Culture of mouse peritoneal macrophages
Mouse peritoneal macrophages were obtained by infusing the peritoneal cavity with 5 ml of ice-cold sterile RPMI 1640 medium, and cultured in a humidified incubator containing 5% CO2 at 37℃ in 10% fetal calf serum-RPMI 1640 medium for 3 h. After incubation, non-adherent cells were removed by washing with serum-free medium and adherent cells were seeded in 12-well plates at a density of 5 × 105 cells/well and incubated in 5% fetal calf serum-RPMI 1640 medium in the presence or absence of LPS (2.5 μg/ml) or PFIO (100, 300 and 500 μg/ml) for 24 h.
Determination of NO production
After various treatments, NO in the culture supernatants was measured by the addition of 100 μl of Griess reagent (1% sul-fanilamide and 0.1% N-[1-naphthyl]-ethylenediamine dihydrochloride in 5% phosphoric acid) to 100 μl of each sample. The NO concentration was determined at 540 nm using NaNO2 as a standard.
Determination of ROS generation
To evaluate the level of intracellular ROS, the change in fluorescence resulting from the oxidation of the fluorescent probe H2DCFDA was measured. Briefly, macrophages (1 × 106 cells/ well) were preincubated for 24 h, followed by incubation with various concentrations (from 50 to 500 μg/ml) of PFIO for 24 h. Cells were then incubated with 50 mM of the fluorescent probe H2DCFDA for 2 h at 37℃. The degree of fluorescence was detected at 485 nm excitation and at 535 nm emission using a microplate spectrofluorometer. For image analysis of PFIO-mediated or LPS-mediated ROS production, macrophages (1 × 106 cells/well) were seeded on coverslip-loaded 6-well plates and stimulated with PFIO (300 μg/ml) or LPS (2.5 μg/ml) for 24 h.

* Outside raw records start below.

//! Webhook endpoints for inbound messages

use std::sync::Arc;

use axum::{Router, routing::post};

use super::ApiState;

pub mod groupme;
pub mod sms;

/// Build webhooks router
pub fn router(state: Arc<ApiState>) -> Router {
    Router::new()
        .route("/groupme", post(groupme::handle_push))
        .route("/sms", post(sms::handle_sms))
        .with_state(state)
}
//! Health check endpoints

use std::sync::Arc;

use axum::{Json, Router, extract::State, http::StatusCode, routing::get};
use serde::Serialize;

use super::ApiState;

/// Health check response
#[derive(Serialize)]
pub struct HealthResponse {
    pub status: &'static str,
    pub version: &'static str,
}

/// Detailed readiness response
#[derive(Serialize)]
pub struct ReadinessResponse {
    pub status: &'static str,
    pub checks: ReadinessChecks,
}

/// Individual readiness checks
#[derive(Serialize)]
pub struct ReadinessChecks {
    pub database: CheckResult,
}

/// Result of a single health check
#[derive(Serialize)]
pub struct CheckResult {
    pub status: &'static str,
    #[serde(skip_serializing_if = "Option::is_none")]
    pub message: Option<String>,
}

impl CheckResult {
    const fn ok() -> Self {
        Self {
            status: "ok",
            message: None,
        }
    }

    fn fail(message: impl Into<String>) -> Self {
        Self {
            status: "fail",
            message: Some(message.into()),
        }
    }
}

/// Plain-text root kept for platform health checks
async fn root() -> &'static str {
    "OK"
}

/// Liveness probe - is the service running?
async fn health() -> Json<HealthResponse> {
    Json(HealthResponse {
        status: "ok",
        version: env!("CARGO_PKG_VERSION"),
    })
}

/// Readiness probe - is the service ready to accept traffic?
async fn ready(State(state): State<Arc<ApiState>>) -> (StatusCode, Json<ReadinessResponse>) {
    let db_check = check_database(&state);

    let all_ok = db_check.status == "ok";
    let status = if all_ok { "ok" } else { "degraded" };
    let http_status = if all_ok {
        StatusCode::OK
    } else {
        StatusCode::SERVICE_UNAVAILABLE
    };

    (
        http_status,
        Json(ReadinessResponse {
            status,
            checks: ReadinessChecks { database: db_check },
        }),
    )
}

/// Check database connectivity
fn check_database(state: &ApiState) -> CheckResult {
    match state.db.get() {
        Ok(conn) => match conn.query_row("SELECT 1", [], |_| Ok(())) {
            Ok(()) => CheckResult::ok(),
            Err(e) => CheckResult::fail(format!("query failed: {e}")),
        },
        Err(e) => CheckResult::fail(format!("connection failed: {e}")),
    }
}

/// Build health router
pub fn router(state: Arc<ApiState>) -> Router {
    Router::new()
        .route("/", get(root))
        .route("/health", get(health))
        .route("/ready", get(ready))
        .with_state(state)
}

H2DCFDA solution was then added and incubated with the cells for 2 h at 37℃. Images of the stained cells were obtained using a fluorescence microscope.
In vivo assay of mouse peritoneal macrophage phagocytosis
Female C57BL/6 mice were injected with PFIO (300 and 500 μg/200 μl) or 200 μl of phosphate buffered saline (PBS) intraperitoneally. FITC-labeled E. coli (200 μl) was then injected into the peritoneal cavity the following day before the mice were sacrificed. The peritoneal cavity was washed with 1 ml of PBS under aseptic conditions to collect peritoneal macrophages. The macrophages were incubated on a slide in a humidified incubator containing 5% CO2 at 37℃ for 30 min. After fixation with 3.7% paraformaldehyde solution, adherent cells were stained with rhodamine phalloidin (1:250 dilution), and mounted under glass coverslips with a Vectashield (Brunschwig Chemie, The Netherlands), observed and photographed under a fluorescence microscope.

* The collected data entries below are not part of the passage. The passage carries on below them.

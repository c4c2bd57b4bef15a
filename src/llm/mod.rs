//! Language-model completion clients

mod openai;

use async_trait::async_trait;

pub use openai::{DEFAULT_BASE_URL, OpenAiClient};

use crate::Result;
use crate::db::Turn;

/// Generates a reply for an ordered list of role-tagged turns
#[async_trait]
pub trait CompletionClient: Send + Sync {
    /// Request a completion
    ///
    /// # Errors
    ///
    /// Returns error if the service is unreachable, rejects the request,
    /// or returns no content
    async fn complete(&self, messages: &[Turn], temperature: f32, max_tokens: u32)
    -> Result<String>;
}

Determination of phagocytic uptake
The phagocytic activity of macrophages was measured according to a previously described method with slight modifications (Duperrier et al., 2000). After pre-incubation for 48 h, macro-phages (2 × 106 cells/well) were treated with varying concentrations of PFIO (from 50 to 500 μg/ml) at 37℃ for 6 h. Cells were resuspended in 1 ml of PBS containing 1% human Ab serum with FITC-labeled dextran (1 mg/ml) and incubated at 37℃ for 30 min. Phagocytosis was then stopped by the addition of 2 ml of ice-cold PBS containing 1% human serum and 0.02% sodium azide. The cells were then washed three times with cold PBS-azide and analyzed by the FACScan flow cytometry (Becton-Dickinson, USA).
Determination of cytokine secretion
The levels of IL-4, IFN-γ and TNF-α in the culture supernatants of splenocytes and macrophages were evaluated using an ELISA kit (Biosource International, USA) according to the manufacturer’s instructions.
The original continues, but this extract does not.